Gökbilimci, “Sadece bu da değil, eğrilik ne kadar büyükse, gölge uzunluğundaki fark da o kadar büyük olur” diye açıkladı.
Sagan, “Güneş o kadar uzakta ki ışınları Dünya’ya ulaştığında paraleldir” dedi. “Güneş ışınlarına farklı açılarla yerleştirilen çubuklar, farklı uzunluklarda gölgeler oluşturacaktır. Gölge uzunluklarında gözlemlenen fark (İskenderiye ile Syene arasındaki mesafe) dünya yüzeyinde yaklaşık yedi derece olmalıdır.
Eratosthenes bu teoriyi test etmek için MÖ 21 Haziran 240’ta bir deney yapmaya karar verdi. M.Ö. yıllarında İskenderiye’ye gitmiş, doğrudan yere bir sopa saplamış ve öğle vakti gölge düşecek mi diye beklemiş.
Aslında bir tane olduğu ortaya çıktı ve o da bunu ölçtü.

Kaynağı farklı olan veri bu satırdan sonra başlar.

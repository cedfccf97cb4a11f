//! Composite plugin decision: signature, static analysis, permissions.

use super::detector::DangerousPatternDetector;
use super::permission::Permission;
use super::signature::PluginSignature;
use crate::error::SignatureError;
use crate::security::profile::SecurityProfile;
use crate::security::result::PluginValidation;
use crate::security::risk::{PluginRisk, RiskTier};
use crate::security::signature::SignatureValidator;
use std::collections::BTreeSet;
use std::fs;
use std::path::Path;
use tracing::{debug, instrument, warn};

/// Construction-time plugin policy
#[derive(Debug, Clone, PartialEq, Eq)]
pub struct PluginPolicy {
    pub require_signature: bool,
    /// `None` allows every permission
    pub allowed_permissions: Option<BTreeSet<Permission>>,
    /// Flag accepted High/Medium plugins for isolation
    pub enable_sandbox: bool,
}

impl Default for PluginPolicy {
    fn default() -> Self {
        Self {
            require_signature: false,
            allowed_permissions: None,
            enable_sandbox: true,
        }
    }
}

impl PluginPolicy {
    pub fn for_profile(profile: SecurityProfile) -> Self {
        match profile {
            SecurityProfile::Strict => Self {
                require_signature: true,
                allowed_permissions: Some(
                    [Permission::FileRead, Permission::ApiCall].into_iter().collect(),
                ),
                enable_sandbox: true,
            },
            SecurityProfile::Moderate => Self {
                require_signature: false,
                allowed_permissions: Some(
                    [
                        Permission::FileRead,
                        Permission::FileWrite,
                        Permission::NetworkAccess,
                        Permission::ApiCall,
                        Permission::SystemInfo,
                    ]
                    .into_iter()
                    .collect(),
                ),
                enable_sandbox: true,
            },
            SecurityProfile::Permissive => Self {
                require_signature: false,
                allowed_permissions: None,
                enable_sandbox: false,
            },
        }
    }

    pub fn with_allowed_permissions<I>(mut self, permissions: I) -> Self
    where
        I: IntoIterator<Item = Permission>,
    {
        self.allowed_permissions = Some(permissions.into_iter().collect());
        self
    }

    pub fn with_signature_required(mut self, required: bool) -> Self {
        self.require_signature = required;
        self
    }

    pub fn with_sandbox(mut self, enabled: bool) -> Self {
        self.enable_sandbox = enabled;
        self
    }

    /// Whether an accepted plugin at `risk` must be flagged for isolation
    pub fn isolates(&self, risk: PluginRisk) -> bool {
        self.enable_sandbox && matches!(risk, PluginRisk::Medium | PluginRisk::High)
    }
}

/// Decides whether plugin source may be loaded
#[derive(Debug, Clone)]
pub struct PluginValidator {
    signer: SignatureValidator,
    detector: DangerousPatternDetector,
    policy: PluginPolicy,
}

impl PluginValidator {
    pub fn new(signer: SignatureValidator, policy: PluginPolicy) -> Self {
        if signer.uses_default_key() && policy.require_signature {
            warn!("plugin signatures are required but checked with the built-in development key");
        }
        Self {
            signer,
            detector: DangerousPatternDetector::new(),
            policy,
        }
    }

    pub fn policy(&self) -> &PluginPolicy {
        &self.policy
    }

    pub fn signer(&self) -> &SignatureValidator {
        &self.signer
    }

    pub fn generate_signature(&self, code: &str) -> Result<PluginSignature, SignatureError> {
        PluginSignature::generate(code, &self.signer)
    }

    pub fn verify_signature(&self, code: &str, signature: &PluginSignature) -> bool {
        signature.verify(code, &self.signer).is_ok()
    }

    pub fn validate_plugin_code(
        &self,
        code: &str,
        signature: Option<&PluginSignature>,
    ) -> PluginValidation {
        self.validate_plugin_code_with_declared(code, signature, None)
    }

    /// Validate `code`, also checking the permissions the plugin declares
    ///
    /// Inferred permissions missing from `declared` are rejected, and the
    /// declared set itself must fit the allowed set.
    #[instrument(level = "debug", skip_all, fields(signed = signature.is_some()))]
    pub fn validate_plugin_code_with_declared(
        &self,
        code: &str,
        signature: Option<&PluginSignature>,
        declared: Option<&BTreeSet<Permission>>,
    ) -> PluginValidation {
        let signature_valid = match (signature, self.policy.require_signature) {
            (None, true) => {
                return PluginValidation::reject(
                    PluginRisk::Critical,
                    format!("code signature rejected: {}", SignatureError::Missing),
                );
            }
            (None, false) => true,
            (Some(sig), _) => {
                if let Err(e) = sig.verify(code, &self.signer) {
                    warn!(error = %e, "plugin signature verification failed");
                    return PluginValidation::reject(
                        PluginRisk::Critical,
                        format!("code signature rejected: {}", e),
                    );
                }
                true
            }
        };

        let mut result = self.detector.analyze_code(code);
        result.signature_valid = signature_valid;
        if !result.is_valid {
            return result;
        }

        if let Some(declared) = declared {
            let undeclared = difference(&result.permissions_required, declared);
            if !undeclared.is_empty() {
                return deny_permissions(
                    result,
                    format!("plugin uses undeclared permissions: {}", undeclared),
                );
            }
        }

        if let Some(allowed) = &self.policy.allowed_permissions {
            let mut required = result.permissions_required.clone();
            if let Some(declared) = declared {
                required.extend(declared.iter().copied());
            }
            let unauthorized = difference(&required, allowed);
            if !unauthorized.is_empty() {
                return deny_permissions(
                    result,
                    format!("plugin requires unauthorized permissions: {}", unauthorized),
                );
            }
        }

        debug!(risk = %result.risk_level, "plugin code accepted");
        result
    }

    /// Validate `code` against a signature still in its JSON form
    ///
    /// A signature document that does not parse is a Critical rejection.
    pub fn validate_plugin_code_signed_json(
        &self,
        code: &str,
        signature_json: Option<&str>,
    ) -> PluginValidation {
        match signature_json.map(PluginSignature::from_json).transpose() {
            Ok(signature) => self.validate_plugin_code(code, signature.as_ref()),
            Err(e) => {
                warn!(error = %e, "plugin signature could not be parsed");
                PluginValidation::reject(
                    PluginRisk::Critical,
                    format!("code signature rejected: {}", e),
                )
            }
        }
    }

    /// Read and validate a plugin file; an unreadable file is Critical
    pub fn validate_plugin_file(
        &self,
        path: &Path,
        signature: Option<&PluginSignature>,
    ) -> PluginValidation {
        match read_plugin(path) {
            Ok(code) => self.validate_plugin_code(&code, signature),
            Err(rejection) => rejection,
        }
    }

    /// `validate_plugin_file` with the signature as JSON
    pub fn validate_plugin_file_signed_json(
        &self,
        path: &Path,
        signature_json: Option<&str>,
    ) -> PluginValidation {
        match read_plugin(path) {
            Ok(code) => self.validate_plugin_code_signed_json(&code, signature_json),
            Err(rejection) => rejection,
        }
    }
}

fn read_plugin(path: &Path) -> Result<String, PluginValidation> {
    fs::read_to_string(path).map_err(|e| {
        PluginValidation::reject(
            PluginRisk::Critical,
            format!("plugin file {} could not be read: {}", path.display(), e),
        )
    })
}

fn difference(required: &BTreeSet<Permission>, allowed: &BTreeSet<Permission>) -> String {
    required
        .difference(allowed)
        .map(Permission::as_str)
        .collect::<Vec<_>>()
        .join(", ")
}

fn deny_permissions(mut result: PluginValidation, reason: String) -> PluginValidation {
    result.is_valid = false;
    result.risk_level = result.risk_level.escalate(PluginRisk::High);
    result.reason = reason;
    result
}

Gölge dağılımı yaklaşık yedi dereceydi; yani gölgenin her iki ucuna yerleştirilen çubuklar Dünya’nın merkezine doğru devam etselerdi yedi derecelik bir açıyla buluşurlardı.

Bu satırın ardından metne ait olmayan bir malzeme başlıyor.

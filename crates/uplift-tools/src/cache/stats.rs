//! Cache statistics

use serde::Serialize;

#[derive(Debug, Clone, Default, PartialEq, Eq, Serialize)]
pub struct CacheStats {
    pub hits: u64,
    pub misses: u64,
    pub sets: u64,
    pub deletes: u64,
    /// Entries dropped because their HMAC did not verify
    pub signature_failures: u64,
    pub serialization_errors: u64,
}

impl CacheStats {
    pub fn hit_rate(&self) -> f64 {
        let total = self.hits + self.misses;
        if total == 0 {
            0.0
        } else {
            self.hits as f64 / total as f64
        }
    }

    pub fn summary(&self) -> String {
        format!(
            "hits: {}, misses: {}, hit rate: {:.1}%, sets: {}, signature failures: {}",
            self.hits,
            self.misses,
            self.hit_rate() * 100.0,
            self.sets,
            self.signature_failures
        )
    }
}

Bu deneyi yaptıktan sonra Eratosthenes çok mantıklı bir sonuca vardı. Güneş ışınları günün aynı saatinde aynı açıyla geliyorsa ve İskenderiye’deki bir çubuğun yedi derecelik gölgesi varsa ve Syene’deki çubuğun hiç gölgesi yoksa, bu, Dünya yüzeyinin aslında kavisli olduğu anlamına gelmelidir.
Küresel bir Dünya fikri, MÖ 500 civarında Pisagor tarafından zaten biliniyordu ve birkaç yüzyıl sonra Aristoteles tarafından doğrulandı.
Ancak Eratosthenes bu kavramı bir adım daha ileri götürerek, eğer kendisinden önceki eski Yunanlılar haklıysa ve Dünya küre ise, gözlemlerini gezegenimizin çevresini hesaplamak için kullanabileceğini düşünüyordu.
Syene ile İskenderiye arasındaki mesafeyi kat etmesi için bir adam tuttuktan sonra, iki şehrin birbirinden beş bin stadia veya yaklaşık sekiz yüz kilometre (497,09 mil) uzakta olduğunu keşfetti.
Daha sonra Dünya’nın çevresini belirlemek için basit orantıları kullanabilirdi: 7,2 derece, 360 derecenin 1/50’sidir, yani sekiz yüz çarpı elli, kırk bin kilometreye (24.854,84 mil) eşittir.
İşte böyle, iki bin yıl önce bir antik Yunan, en temel araçlarla ve müthiş mantığıyla tüm gezegenimizin çevresini doğru bir şekilde hesaplamıştı.
Sagan, “Eratosthenes’in elindeki tek araç sopalar, gözler, ayaklar ve beyindi ve deney zevkiydi. Bu araçlarla, Dünya’nın çevresini yalnızca yüzde birkaç hatayla, büyük bir hassasiyetle, doğru bir şekilde çıkardı. Bu, 2200 yıl öncesine göre oldukça iyi bir rakam.